Eugene Weekly : Memorial : 10.27.11

 

A Tribute to Derrick Bell
Civil rights activist and scholar remembered
By Anita Johnson

Photo by David Shankbone

The annual Derrick Bell lecture at New York University School of Law will begin at 6 pm Nov. 2. Ian F. Haney Lopez, the John H. Boalt professor of law at UC-Berkeley, will speak. The lecture is especially significant this year because the memorial service for Derrick Bell will begin the next evening at 6 pm in Riverside Memorial Church at the other end of Manhattan.

Born Nov. 6, 1930, son of a Pittsburgh garbage collector, Bell died Oct. 5. He was a famous civil rights advocate, legal scholar, author, speaker and role model for young Americans of all colors. As a young lawyer, he supervised more than 300 school desegregation cases in the South and led the legal fight for James Meredith to enter the University of Mississippi. He was the first tenured black professor at Harvard Law School, a huge accomplishment.

In tribute, I want to offer some insight into his nearly five years in Eugene (1980 to 1985) as dean of the UO School of Law. It was high adventure for Derrick and Jewel and their three sons, Derrick A. Bell III, Douglas Dubois Bell and Carter Robseson Bell, to move out west to Oregon. Because of contemporary children and other ties, our families became close friends.

Soon after he was hired, a prominent law faculty wife raised the question at a social gathering: Why would the UO hire a civil rights scholar when civil rights was such a minor part of the law school curriculum? Not a good omen for the Bell deanship at Oregon; I thought maybe the school should focus more on civil rights considering the Klan history in the state and the prominence of the issues in contemporary America.

Jewel was settled in a house on Lincoln Street only a short time before she marched into the office of the South Eugene High School principal to firmly suggest that student “slave auctions” should end. In those days students raised money by auctioning off “slaves” to do the bidding of their “owners.” A wise man, the principal agreed with her, immediately ending that tradition.

One autumn evening, Derrick and Jewel and my husband Art and I were leaving a fine little restaurant on west 13th Avenue when an angry white passenger shouted at us from the cab of a passing pickup, “Go home … niggers.” We were so ashamed.

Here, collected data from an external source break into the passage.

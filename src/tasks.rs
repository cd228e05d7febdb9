// To-Do creation: the request body, difficulty levels and due dates.

use crate::api::{ApiRequest, Transport};
use crate::error::{HoplaError, RequestError};
use chrono::NaiveDate;
use clap::ValueEnum;
use serde::{Deserialize, Serialize};

/// Habitica task difficulty, sent as the numeric `priority` field.
#[derive(Debug, Clone, Copy, PartialEq, Eq, Default, ValueEnum)]
pub enum Difficulty {
    Trivial,
    #[default]
    Easy,
    Medium,
    Hard,
}

impl Difficulty {
    pub fn priority(self) -> f64 {
        match self {
            Difficulty::Trivial => 0.1,
            Difficulty::Easy => 1.0,
            Difficulty::Medium => 1.5,
            Difficulty::Hard => 2.0,
        }
    }
}

/// Body of `POST /api/v3/tasks/user` for a To-Do.
#[derive(Serialize, Debug, Clone, PartialEq)]
pub struct TodoRequest {
    #[serde(rename = "type")]
    pub task_type: &'static str,
    pub text: String,
    #[serde(skip_serializing_if = "Option::is_none")]
    pub notes: Option<String>,
    #[serde(skip_serializing_if = "Option::is_none")]
    pub date: Option<String>,
    pub priority: f64,
}

impl TodoRequest {
    pub fn new(text: impl Into<String>, difficulty: Difficulty) -> Self {
        Self {
            task_type: "todo",
            text: text.into(),
            notes: None,
            date: None,
            priority: difficulty.priority(),
        }
    }

    pub fn with_notes(mut self, notes: Option<String>) -> Self {
        self.notes = notes.filter(|n| !n.trim().is_empty());
        self
    }

    pub fn with_due_date(mut self, date: Option<NaiveDate>) -> Self {
        self.date = date.map(|d| d.format("%Y-%m-%d").to_string());
        self
    }
}

/// The part of the created task we care about.
#[derive(Deserialize, Debug, Clone, PartialEq, Eq)]
pub struct CreatedTask {
    pub id: String,
    pub text: String,
}

/// Parse a due date given as `YYYY-MM-DD`.
pub fn parse_due_date(input: &str) -> Result<NaiveDate, HoplaError> {
    NaiveDate::parse_from_str(input.trim(), "%Y-%m-%d").map_err(|_| {
        HoplaError::InvalidArgument(format!(
            "invalid due date '{}', use YYYY-MM-DD (e.g. 2026-03-15)",
            input
        ))
    })
}

pub fn create_todo(
    transport: &(impl Transport + ?Sized),
    todo: &TodoRequest,
) -> Result<CreatedTask, RequestError> {
    let request = ApiRequest::post("/api/v3/tasks/user", todo)?;
    let data = transport.send(&request)?;
    serde_json::from_value(data).map_err(|e| RequestError::MalformedBody(e.to_string()))
}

Another afternoon, Derrick, Jewel and I drove up the McKenzie to enjoy the river and dinner. A fan of fine cars, he was driving his Alfa Romeo. We stopped for gas, the only car waiting for service. The attendant was so slow that even I had time to pick up the body language: “How come a guy like you is driving a car like this?” Was I unfair to the attendant? I asked. But Derrick said it was a common reaction to the black guy and the Alfa.

When we stopped for dinner at a restaurant in Blue River, the service was even slower, especially frustrating when we were the only diners in the room. My mood was to leave no tip, but Derrick and Jewel left double the usual, suggesting to me that the waitress might learn from their generosity and friendliness.

These are only glimpses of one side of their lives in Eugene. All things considered, Jewel and the boys prospered, especially son Derrick who loved Duck athletics, returning here this summer for his 30th high school reunion. Calling this a “caring community,” Jewel dove into it by taking a job as a high-level administrator for minority affairs in the UO, chair of the Sponsors board, member of the Eugene Symphony board and more.

Derrick’s introduction to his deanship at a western public law school took place before he even moved into his office. The president’s staff invited him to Johnson Hall to meet with prominent members of the wood products industry who were demanding that the UO shut down the environmental law clinic. A compromise was crafted, and the clinic moved off campus, eventually growing into the Western Environmental Law Center, still flourishing in Oregon and beyond. 

One of his proudest accomplishments was beginning to build real alumni giving and support for the UO School of Law. That was before the powerful UO fundraising machine was in place.

He liked well-tailored suits, always looking slightly uncomfortable in the yellow and green sweaters he thought appropriate for game days. He became a serious jogger in Eugene, worked on his fine photography and enjoyed cooking for the family.

But he was restless by 1985. Other law schools and bigger ponds beckoned. When Dean Bell and some of the law faculty disagreed over the hiring of an Asian-American woman, he resigned, eventually returning to Harvard, which he left for the last time in 1990 over a similar minority hiring dispute. This time one of his supporters was a promising African-American student named Barack Obama.

Jewel Hairston Bell died in Boston in 1990. Derrick moved to New York to become a visiting professor at NYU Law School, a position he enjoyed for 11 years. In 1992 he married Janet Dewart, another smart, wise, capable woman working for social justice. Two UO scholarship funds, one to honor Jewel through minority student services, and another in Derrick’s name in the law school, were set up years ago. Both are managed by the UO Development Office.